The technologies that will empower the smart cities of the future are refreshingly free of controversy. The concept itself is an easy sell: after all, who doesn’t want buildings to be greener, energy networks more efficient, traffic congestion and pollution reduced? So, while smart cities will require billions of pounds of investment in new technologies over the coming decades, there is an almost unanimous consensus among politicians, businesses and citizens about the benefits that it will bring. But while money, political will and public appetite are no barriers to the development of smarter, healthier cities, there is one fundamental issue that threatens to delay our progress towards this future utopia – IT infrastructures that were designed for a “dumber”, less data-intensive age.

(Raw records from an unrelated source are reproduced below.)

//! Unified error handling for the split engine.
//!
//! Every variant is fatal to a run. A leakage-control pass has no partial
//! success mode: a silently wrong split invalidates every downstream
//! experiment, so callers should surface these errors rather than recover.

use thiserror::Error;

use crate::ObservationId;

/// Errors produced while building co-occurrence sets and splits.
#[derive(Debug, Error)]
pub enum SplitError {
    /// A configuration value lies outside its valid physical range.
    #[error("invalid configuration: {field} = {value} ({reason})")]
    Configuration {
        field: &'static str,
        value: String,
        reason: String,
    },

    /// A radius query saturated the neighbor bound K.
    #[error(
        "radius query of {radius} m at ({x:.1}, {y:.1}) reached the neighbor bound of {bound}; increase max_neighbors"
    )]
    InsufficientNeighbors {
        x: f64,
        y: f64,
        radius: f64,
        bound: usize,
    },

    /// A co-occurrence cluster contains every observation in the table.
    #[error(
        "cluster {cluster_id} spans all {size} observations; the co-occurrence radius is too large for the data extent"
    )]
    DegenerateCluster { cluster_id: usize, size: usize },

    /// Band geometry cannot guarantee separation between train and test.
    #[error("band geometry inconsistent{}: {reason}", .band.map(|b| format!(" in band {b}")).unwrap_or_default())]
    GeometryInconsistency { band: Option<usize>, reason: String },

    /// Two observations share the same id.
    #[error("duplicate observation id {0}")]
    DuplicateObservationId(ObservationId),

    /// An observation coordinate is NaN or infinite.
    #[error("observation {id} has non-finite {field} ({value})")]
    NonFiniteCoordinate {
        id: ObservationId,
        field: &'static str,
        value: f64,
    },

    /// An overlap set references an id that is not in the table.
    #[error("overlap set of observation {owner} references unknown observation {missing}")]
    UnknownObservation {
        owner: ObservationId,
        missing: ObservationId,
    },

    /// `b` is in the overlap set of `a` but not the other way around.
    #[error("overlap sets are not symmetric: {b} overlaps {a} but {a} does not overlap {b}")]
    AsymmetricOverlap { a: ObservationId, b: ObservationId },
}

impl SplitError {
    /// Shorthand for a [`SplitError::Configuration`] error.
    pub fn config(field: &'static str, value: impl ToString, reason: impl Into<String>) -> Self {
        SplitError::Configuration {
            field,
            value: value.to_string(),
            reason: reason.into(),
        }
    }
}

/// Result alias used throughout the crate.
pub type Result<T> = std::result::Result<T, SplitError>;

/// Convert missing lookups into [`SplitError::UnknownObservation`].
pub trait OptionExt<T> {
    fn ok_or_unknown_observation(self, owner: ObservationId, missing: ObservationId) -> Result<T>;
}

impl<T> OptionExt<T> for Option<T> {
    fn ok_or_unknown_observation(self, owner: ObservationId, missing: ObservationId) -> Result<T> {
        self.ok_or(SplitError::UnknownObservation { owner, missing })
    }
}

Data demands of the smart city

Cities are built by people, but not necessarily for them. Business, industry and profit were the main forces that drove the organic, sprawling growth of the world’s great metropolises – not its citizens’ health, happiness, and convenience.
Smart technologies, including the internet of things (IoT), promise to solve many of the eternal problems that city-dwellers have been forced to put up with, from toxic air to gridlocked streets to public safety. New services will transform the way that municipalities manage public transport, shared infrastructure, city planning, waste and recycling, lighting, smart grids, and a host of other benefits such as access to healthcare, education or local government services.
But these new services all depend on the ability to generate, process and analyse previously inconceivable volumes of data. From sensors measuring air quality around the city, to the thousands of CCTV cameras monitoring transportation systems; from smart energy grids to “intelligent” bins that tell refuse collectors when they need emptying – the smart city will be a network of computers that is constantly creating huge amount of information.
This information is the raw intelligence that goes into making the key decisions on which smart services depend. Everything from transportation systems to smart grid and industry-related applications depend on instant, high-speed, ultra-reliable connectivity between the device collecting or generating this data, and the systems which process and analyse the information. This, however, is where traditional technology infrastructure threatens to delay – or even prevent – us achieving the full benefits promised by smart cities.

Living on the Edge

The traditional cloud model made a great deal of sense. Concentrating storage and processing power in hyperscale facilities enables users to take advantage of huge economies of scale to manage intense, high-volume workloads at a manageable cost.
Unfortunately, this model works far less well for the demands of modern smart city technologies. When storage, compute and analytics are located at a centralised hub – which may not even be in the same country, let alone the same city that the data is generated – it necessarily adds a lengthy lag.
This time delay might only be measured in milliseconds, but it can still have significant knock-on effects on services and applications that rely on instant communications, such as the machine-to-machine applications that are so central to many smart city initiatives. Consider, for example, the demands of an integrated transport system which simultaneously controls the movements of buses and trams, pedestrian crossings, traffic lights and much else. In applications like these, the need for speed goes beyond mere convenience and becomes a serious issue of public safety.
Clearly, connectivity and data transfer must be fast, stable and consistent at all times, in order to maintain operational runtime and reduce accidents or disruptions. That’s why smart cities need to take advantage of the recent trend towards “edge computing”.
When applications and data are moved from centralised hubs to the edges of a network, the distance between users and that data inevitably narrows, while speed, reliability and efficiency increases. This solves many of the challenges encountered by connected devices, by enabling data processing and other tasks to be performed at the edge of the network, rather than passing the workload back to a central data centre.
Edge computing is clearly one of the most important enabling technologies for smart city applications – but traditional hyperscale infrastructure still has a vital role to play.

Hybrid environments

Technologies such as drones, driverless cars, and integrated traffic monitoring systems are perfect examples of latency-intensive services which are well suited to “edge” locations. While these devices or services produce too much time-sensitive data for it to be dispatched to a remote location for processing and analysis, there are plenty of workloads that have much less rigorous connectivity demands.
For example, data required for citizen services such as taxation, welfare, healthcare, travel – while important – is not sensitive to nanosecond delays in the same way. It makes much more sense to host this data in the traditional server farms which can easily meet data-intensive demands, and scale quickly to changing demands.
For all the focus on exciting smart city applications like driverless cars, the role of low-level processing, backup and storage are just as important as they are in other areas of life. That is why successful smart cities will be built on hybrid edge-hyperscale infrastructure.
These hybrid models pose their own management headaches, however, requiring dynamic resource management to ensure that services are provisioned most effectively both at the edge and in the data centre. Technology providers such as hosting and networking firms are already working hard to provide solutions to these challenges; however, we also need to continue working closely with governments and municipalities to map out how a variety of new city services can be deployed on the best possible infrastructure model.
So great is the appetite for smart cities, and so universal the consensus that nothing need stand in the way of these transformational technologies. As long as we are all aware of the data management challenges that they represent, and are committed to solving them together, nothing will hold us back from building cities that are not just designed by people, but also for them.